■ SOURCE RECORDS
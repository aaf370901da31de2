//! Error types for the Kunde actor.

use crate::adresse_actor::AdresseError;
use crate::model::Violations;
use actor_framework::FrameworkError;
use thiserror::Error;

/// Errors that can occur during customer operations.
#[derive(Debug, Clone, Error, PartialEq)]
pub enum KundeError {
    /// One or more fields broke a validation rule.
    #[error("Invalid customer: {0}")]
    Validation(Violations),

    /// The requested customer was not found.
    #[error("Customer not found: {0}")]
    NotFound(String),

    /// Another customer is already registered with this email.
    #[error("Email already registered: {0}")]
    EmailExists(String),

    /// The customer was changed by someone else since the caller read it.
    #[error("Customer {id} was modified concurrently (expected version {expected}, found {actual})")]
    VersionConflict { id: String, expected: u32, actual: u32 },

    /// The customer still has orders and can't be deleted.
    #[error("Customer {0} has orders")]
    HasOrders(String),

    /// Reading or deleting the customer's addresses failed.
    #[error(transparent)]
    Adresse(#[from] AdresseError),

    /// Password hashing failed.
    #[error("Internal error: {0}")]
    Internal(String),

    /// An error occurred while communicating with the actor system.
    #[error("Actor communication error: {0}")]
    ActorCommunicationError(String),
}

impl From<FrameworkError> for KundeError {
    fn from(e: FrameworkError) -> Self {
        match e {
            FrameworkError::NotFound(id) => Self::NotFound(id),
            FrameworkError::Duplicate(email) => Self::EmailExists(email),
            FrameworkError::VersionConflict {
                id,
                expected,
                actual,
            } => Self::VersionConflict {
                id,
                expected,
                actual,
            },
            other => other
                .downcast_entity::<KundeError>()
                .unwrap_or_else(|e| Self::ActorCommunicationError(e.to_string())),
        }
    }
}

■ EXERCISE REQUIREMENTS
Copy out the entries above without altering a single character.

■ SOLUTION TO THIS PROBLEM
repository aaf370901da31de2
//! Error types for the Kunde actor.

use crate::adresse_actor::AdresseError;
use crate::model::Violations;
use actor_framework::FrameworkError;
use thiserror::Error;

/// Errors that can occur during customer operations.
#[derive(Debug, Clone, Error, PartialEq)]
pub enum KundeError {
    /// One or more fields broke a validation rule.
    #[error("Invalid customer: {0}")]
    Validation(Violations),

    /// The requested customer was not found.
    #[error("Customer not found: {0}")]
    NotFound(String),

    /// Another customer is already registered with this email.
    #[error("Email already registered: {0}")]
    EmailExists(String),

    /// The customer was changed by someone else since the caller read it.
    #[error("Customer {id} was modified concurrently (expected version {expected}, found {actual})")]
    VersionConflict { id: String, expected: u32, actual: u32 },

    /// The customer still has orders and can't be deleted.
    #[error("Customer {0} has orders")]
    HasOrders(String),

    /// Reading or deleting the customer's addresses failed.
    #[error(transparent)]
    Adresse(#[from] AdresseError),

    /// Password hashing failed.
    #[error("Internal error: {0}")]
    Internal(String),

    /// An error occurred while communicating with the actor system.
    #[error("Actor communication error: {0}")]
    ActorCommunicationError(String),
}

impl From<FrameworkError> for KundeError {
    fn from(e: FrameworkError) -> Self {
        match e {
            FrameworkError::NotFound(id) => Self::NotFound(id),
            FrameworkError::Duplicate(email) => Self::EmailExists(email),
            FrameworkError::VersionConflict {
                id,
                expected,
                actual,
            } => Self::VersionConflict {
                id,
                expected,
                actual,
            },
            other => other
                .downcast_entity::<KundeError>()
                .unwrap_or_else(|e| Self::ActorCommunicationError(e.to_string())),
        }
    }
}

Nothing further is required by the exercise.